Clouds Had
Portended Rain, And Down It Came, As It Usually Did Once In Every
Twenty-Four Hours.
However, that passed away by the next morning, and
the day broke discovering us about as wet and wretched as we were
accustomed to be.
I now started off four of my men with the boatmen and
the interpreter Bacheeta to the nearest village, to inquire whether our
guide Rabonga had arrived with our riding oxen, as our future travelling
was to be on land, and the limit of our navigation must have been well
known to him. After some hours the people returned, minus the boatmen,
with a message from the headman of a village they had visited, that the
oxen were there, but not the guide Rabonga, who had remained at Magungo,
but that the animals should be brought to us that evening, together with
porters to convey the luggage.

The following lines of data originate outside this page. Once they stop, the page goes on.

/*
MIT License

Copyright (c) 2024 Davinci

Permission is hereby granted, free of charge, to any person obtaining a copy
of this software and associated documentation files (the "Software"), to deal
in the Software without restriction, including without limitation the rights
to use, copy, modify, merge, publish, distribute, sublicense, and/or sell
copies of the Software, and to permit persons to whom the Software is
furnished to do so, subject to the following conditions:

The above copyright notice and this permission notice shall be included in all
copies or substantial portions of the Software.

THE SOFTWARE IS PROVIDED "AS IS", WITHOUT WARRANTY OF ANY KIND, EXPRESS OR
IMPLIED, INCLUDING BUT NOT LIMITED TO THE WARRANTIES OF MERCHANTABILITY,
FITNESS FOR A PARTICULAR PURPOSE AND NONINFRINGEMENT. IN NO EVENT SHALL THE
AUTHORS OR COPYRIGHT HOLDERS BE LIABLE FOR ANY CLAIM, DAMAGES OR OTHER
LIABILITY, WHETHER IN AN ACTION OF CONTRACT, TORT OR OTHERWISE, ARISING FROM,
OUT OF OR IN CONNECTION WITH THE SOFTWARE OR THE USE OR OTHER DEALINGS IN THE
SOFTWARE.
*/

//! # CLMM - Client SDK
//!
//! Builds instructions for every program operation with the account order the
//! processors expect, and derives every program address.
//!
//! ## Quick Start
//!
//! ```rust,no_run
//! use clmm::client_sdk::ClmmClient;
//! use solana_program::pubkey::Pubkey;
//!
//! # fn main() -> Result<(), Box<dyn std::error::Error>> {
//! let client = ClmmClient::new(clmm::id());
//! let payer = Pubkey::new_unique();
//! let (mint_0, mint_1) = ClmmClient::sort_mints(Pubkey::new_unique(), Pubkey::new_unique());
//!
//! // 0.3% pool with 10-tick spacing at price 1.0
//! let init = client.initialize_pool(&payer, &mint_0, &mint_1, 10, 1u128 << 64, 3_000, 0)?;
//! let pool = client.derive_pool_addresses(&mint_0, &mint_1)?;
//! # let _ = (init, pool);
//! # Ok(())
//! # }
//! ```

use borsh::BorshSerialize;
use solana_program::{
    instruction::{AccountMeta, Instruction},
    pubkey::Pubkey,
    system_program, sysvar,
};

In the evening a number of people
arrived, bringing some plantain cider and plantains as a present from
the headman; and promising that, upon the following morning, we should
be conducted to his village.
The next day we started, but not until the afternoon, as we had to await
the arrival of the headman, who was to escort us. Our oxen were brought,
and if we looked wretched, the animals were a match. They had been
bitten by the fly, thousands of which were at this spot. Their coats
were staring, ears drooping, noses running, and heads hanging down; all
the symptoms of fly-bite, together with extreme looseness of the bowels.
I saw that it was all up with our animals.